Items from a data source

● ● ● ● ● ● ●

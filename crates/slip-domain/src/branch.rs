use serde::{Deserialize, Serialize};

use crate::DomainError;
use std::fmt;

/// Sucursal identificada por un código único (normalizado a mayúsculas) que
/// posee una lista ordenada de repartidores. Los nombres de repartidor son
/// únicos dentro de la sucursal.
#[derive(Debug, Clone, PartialEq, Eq, Serialize, Deserialize)]
pub struct Branch {
    code: String,
    name: String,
    riders: Vec<String>,
}

impl Branch {
    /// Crea una sucursal nueva sin repartidores asignados.
    ///
    /// # Errores
    /// Retorna `DomainError::Validation` si el código o el nombre están vacíos
    /// (después de recortar espacios).
    pub fn new(code: &str, name: &str) -> Result<Self, DomainError> {
        let code = code.trim().to_uppercase();
        let name = name.trim().to_string();
        if code.is_empty() {
            return Err(DomainError::Validation("el código de sucursal no puede estar vacío".to_string()));
        }
        if name.is_empty() {
            return Err(DomainError::Validation("el nombre de sucursal no puede estar vacío".to_string()));
        }
        Ok(Branch { code, name, riders: Vec::new() })
    }

    pub fn code(&self) -> &str { &self.code }
    pub fn name(&self) -> &str { &self.name }
    pub fn riders(&self) -> &[String] { &self.riders }

    pub fn has_rider(&self, rider: &str) -> bool {
        self.riders.iter().any(|r| r == rider)
    }

    /// Agrega un repartidor al final de la lista.
    ///
    /// # Errores
    /// Retorna `DomainError::Validation` si el nombre está vacío o ya existe
    /// en la sucursal.
    pub fn add_rider(&mut self, rider: &str) -> Result<(), DomainError> {
        let rider = rider.trim();
        if rider.is_empty() {
            return Err(DomainError::Validation("el nombre de repartidor no puede estar vacío".to_string()));
        }
        if self.has_rider(rider) {
            return Err(DomainError::Validation(format!("repartidor duplicado en sucursal: {rider}")));
        }
        self.riders.push(rider.to_string());
        Ok(())
    }

    /// Quita un repartidor de la lista, preservando el orden del resto.
    pub fn remove_rider(&mut self, rider: &str) -> Result<(), DomainError> {
        let before = self.riders.len();
        self.riders.retain(|r| r != rider);
        if self.riders.len() == before {
            return Err(DomainError::Validation(format!("repartidor no asignado: {rider}")));
        }
        Ok(())
    }
}

impl fmt::Display for Branch {
    fn fmt(&self, f: &mut fmt::Formatter<'_>) -> fmt::Result {
        write!(f, "{} - {}", self.code, self.name)
    }
}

● ● ● ● ● ● ●

From the records above, transcribe without alteration every line from the one with "de la sucursal." to the one with "let name = name.trim().to_string();", inclusive.

/// únicos dentro de la sucursal.
#[derive(Debug, Clone, PartialEq, Eq, Serialize, Deserialize)]
pub struct Branch {
    code: String,
    name: String,
    riders: Vec<String>,
}

impl Branch {
    /// Crea una sucursal nueva sin repartidores asignados.
    ///
    /// # Errores
    /// Retorna `DomainError::Validation` si el código o el nombre están vacíos
    /// (después de recortar espacios).
    pub fn new(code: &str, name: &str) -> Result<Self, DomainError> {
        let code = code.trim().to_uppercase();
        let name = name.trim().to_string();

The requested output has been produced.